Development of enterovirus trans-encapsidation assays as tools to understand viral entry

Abstract

Enteroviruses (EVs) are globally important human and animal pathogens which cause a diverse spectrum of disease, ranging from febrile illness to paralysis. Despite decades of research, parts of the EV lifecycle remain poorly understood. Replicons, in which reporter genes replace the structural protein coding region, have proved useful for the study of EV biology. However, it is not possible to study the molecular mechanism(s) of entry, capsid uncoating and genome release without the production of virus particles. To utilise the benefits provided by replicons for the study of viral cell entry, it would be necessary to supply the structural proteins in trans. Here, we present an EV trans-encapsidation (TE) system in which reporter replicons are transfected into cells modified to express the viral structural proteins. The nascent replicons are packaged in trans to form virus particles containing fluorescent or luminescent replicon genomes. This enables the real-time assessment of EV entry and replication through quantification of fluorescence using live-cell imaging. We demonstrate that these TE particles are biologically accurate proxies to EVA71 virions and show utility for the study of EV entry, uncoating and replication. Additionally, we demonstrate the use of TE particles as platforms for drug discovery and immunological screening, applicable to the development of antiviral therapeutics and assessment of immunisation outcomes.
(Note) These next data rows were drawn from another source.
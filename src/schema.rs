// 📐 Shape Layer - Input Validation
// Turns raw client input into typed values, collecting every field error

use crate::models::{AmountInput, Category, NewTransaction, TransactionInput, DATE_FORMAT};
use chrono::NaiveDate;
use serde::{Deserialize, Serialize};

pub const MAX_SUB_CATEGORY_LEN: usize = 50;
pub const MAX_DESCRIPTION_LEN: usize = 255;

// ============================================================================
// VALIDATION ERROR
// ============================================================================

#[derive(Debug, Clone, PartialEq, Eq, Serialize, Deserialize)]
pub struct ValidationError {
    pub field: String,
    pub message: String,
}

impl ValidationError {
    pub fn new(field: &str, message: impl Into<String>) -> Self {
        ValidationError {
            field: field.to_string(),
            message: message.into(),
        }
    }
}

impl std::fmt::Display for ValidationError {
    fn fmt(&self, f: &mut std::fmt::Formatter<'_>) -> std::fmt::Result {
        write!(f, "{}: {}", self.field, self.message)
    }
}

impl std::error::Error for ValidationError {}

pub type ValidationResult<T> = Result<T, Vec<ValidationError>>;

// ============================================================================
// FIELD PARSERS
// ============================================================================

fn required<'a>(value: Option<&'a str>, field: &str, errors: &mut Vec<ValidationError>) -> Option<&'a str> {
    match value.map(str::trim) {
        Some(v) if !v.is_empty() => Some(v),
        _ => {
            errors.push(ValidationError::new(field, "Required field is missing"));
            None
        }
    }
}

/// Parse a `YYYY-MM-DD` calendar date
pub fn parse_date(field: &str, raw: &str) -> Result<NaiveDate, ValidationError> {
    NaiveDate::parse_from_str(raw.trim(), DATE_FORMAT).map_err(|_| {
        ValidationError::new(
            field,
            format!("Must be a calendar date in YYYY-MM-DD format (got '{}')", raw.trim()),
        )
    })
}

fn parse_amount(raw: &AmountInput) -> Result<f64, ValidationError> {
    let value = match raw {
        AmountInput::Number(n) => *n,
        AmountInput::Text(s) => s.trim().parse::<f64>().map_err(|_| {
            ValidationError::new("amount", format!("Must be numeric (got '{}')", s.trim()))
        })?,
    };

    if value.is_finite() {
        Ok(value)
    } else {
        Err(ValidationError::new("amount", "Must be a finite number"))
    }
}

/// Trim optional text; blank becomes None
fn optional_text(
    value: Option<&str>,
    field: &str,
    max_len: usize,
    errors: &mut Vec<ValidationError>,
) -> Option<String> {
    let text = value.map(str::trim).filter(|v| !v.is_empty())?;
    if text.chars().count() > max_len {
        errors.push(ValidationError::new(
            field,
            format!("Must be at most {} characters", max_len),
        ));
        return None;
    }
    Some(text.to_string())
}

// ============================================================================
// TRANSACTION VALIDATION
// ============================================================================

/// Validate a raw transaction payload
///
/// Required: date (YYYY-MM-DD), amount (finite number), category (Income/Expense).
/// Optional: sub_category, description (trimmed, blank treated as absent).
pub fn validate_transaction(input: &TransactionInput) -> ValidationResult<NewTransaction> {
    let mut errors = Vec::new();

    let date = required(input.date.as_deref(), "date", &mut errors)
        .and_then(|raw| parse_date("date", raw).map_err(|e| errors.push(e)).ok());

    let amount = match &input.amount {
        Some(raw) => parse_amount(raw).map_err(|e| errors.push(e)).ok(),
        None => {
            errors.push(ValidationError::new("amount", "Required field is missing"));
            None
        }
    };

    let category = required(input.category.as_deref(), "category", &mut errors).and_then(|raw| {
        raw.parse::<Category>()
            .map_err(|msg| errors.push(ValidationError::new("category", msg)))
            .ok()
    });

    let sub_category = optional_text(
        input.sub_category.as_deref(),
        "sub_category",
        MAX_SUB_CATEGORY_LEN,
        &mut errors,
    );
    let description = optional_text(
        input.description.as_deref(),
        "description",
        MAX_DESCRIPTION_LEN,
        &mut errors,
    );

    match (date, amount, category) {
        (Some(date), Some(amount), Some(category)) if errors.is_empty() => Ok(NewTransaction {
            date,
            amount,
            category,
            sub_category,
            description,
        }),
        _ => Err(errors),
    }
}

// ============================================================================
// DATE RANGE
// ============================================================================

/// Inclusive calendar range `[start, end]`. Only built through `new`/`parse`.
#[derive(Debug, Clone, Copy, PartialEq, Eq, Serialize)]
pub struct DateRange {
    pub start_date: NaiveDate,
    pub end_date: NaiveDate,
}

impl DateRange {
    pub fn new(start_date: NaiveDate, end_date: NaiveDate) -> ValidationResult<Self> {
        if start_date > end_date {
            return Err(vec![ValidationError::new(
                "date_range",
                format!(
                    "start_date ({}) must not be after end_date ({})",
                    start_date, end_date
                ),
            )]);
        }
        Ok(DateRange { start_date, end_date })
    }

    /// Parse query-string bounds, reporting missing and malformed values together
    pub fn parse(start: Option<&str>, end: Option<&str>) -> ValidationResult<Self> {
        let mut errors = Vec::new();

        let start_date = required(start, "start_date", &mut errors)
            .and_then(|raw| parse_date("start_date", raw).map_err(|e| errors.push(e)).ok());
        let end_date = required(end, "end_date", &mut errors)
            .and_then(|raw| parse_date("end_date", raw).map_err(|e| errors.push(e)).ok());

        match (start_date, end_date) {
            (Some(start_date), Some(end_date)) if errors.is_empty() => {
                DateRange::new(start_date, end_date)
            }
            _ => Err(errors),
        }
    }

    pub fn contains(&self, date: NaiveDate) -> bool {
        self.start_date <= date && date <= self.end_date
    }
}

// ============================================================================
// TESTS
// ============================================================================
Figure 1.. Generation of GFP-containing TE particles

Replication kinetics of A) EVA71-GFP and B) EVA71-mCherry replicons over 24 hours after transfection into HeLa cells, alongside GNN controls for input translation. (C) Diagrammatic representation of the protocol used to generate and assess TE particles (Biorender). D) Kinetics of P1-GFP and E) P1-mCherry TE infection assays. HeLa cells were infected with TE particles alongside mock controls. The production of fluorescence was monitored across on the Incucyte S3. Assays performed in triplicate, graphed mean and ± SEM n = 3 in triplicate.

Figure 2.. Generation of luciferase-containing TE particles

A) Luciferase signal generated by EVA71 fLuc replicon 24 hours post transfection. Luciferase activity was measured graphed mean ± SEM, n = 3 in triplicate. B) Cells infected with fLuc-TE particles were assessed for the presence of fLuc after 24 hours. Graphed mean ± SEM n = 3 in triplicate.

Figure 3.. Characterisation of TE particles and virus

Samples of WT EVA71 and P1-GFP TE particles were recovered directly from in vitro transcribed RNA electroporated into HeLa cells and separated on 15–45% sucrose gradients. RTqPCR was used to determine the presence of viral RNA in A) WT virus and B) P1-GFP, graphed mean and ± SEM, n = 3 in duplicate. C) Infectious titre of WT virus and D) P1-GFP particles, graphed mean and ± SEM, n = 3.

Figure 4.. Entry inhibition

A) Virus neutralisation assay. GFP TE particles were incubated with rat anti-EVA71 immune serum for 1 hour at indicated dilutions. The mixtures were added to pre-seeded HeLa cells, and the fluorescent counts quantified across 24 hours post inoculation. B) HeLa cells were treated with Bafilomycin A1 or DMSO and infected with P1-GFP TE particles. C) EC₅₀ curve of Bafilomycin A1. EC₅₀ values calculated in GraphPad. D) Cell viability with MTS assay after incubation with a concentration series of Bafilomycin A1, normalised to DMSO control at 24-hours. Assays performed in triplicate, graphed mean ± SEM, n = 3 in triplicate.

Figure 5.. Replication inhibition

HeLa cells were treated with A) enviroxime B) rupintrivir or DMSO and infected with P1-GFP TE particles. Fluorescence measures were normalised to a DMSO control at 24 hours. C) EC₅₀ curves of enviroxime and rupintrivir. EC₅₀ values calculated in GraphPad. D) MTS assay measuring cell viability at 24 hours in the presence of compound, normalised to DMSO. Assays performed in triplicate, graphed mean ± SEM, n = 3 in triplicate.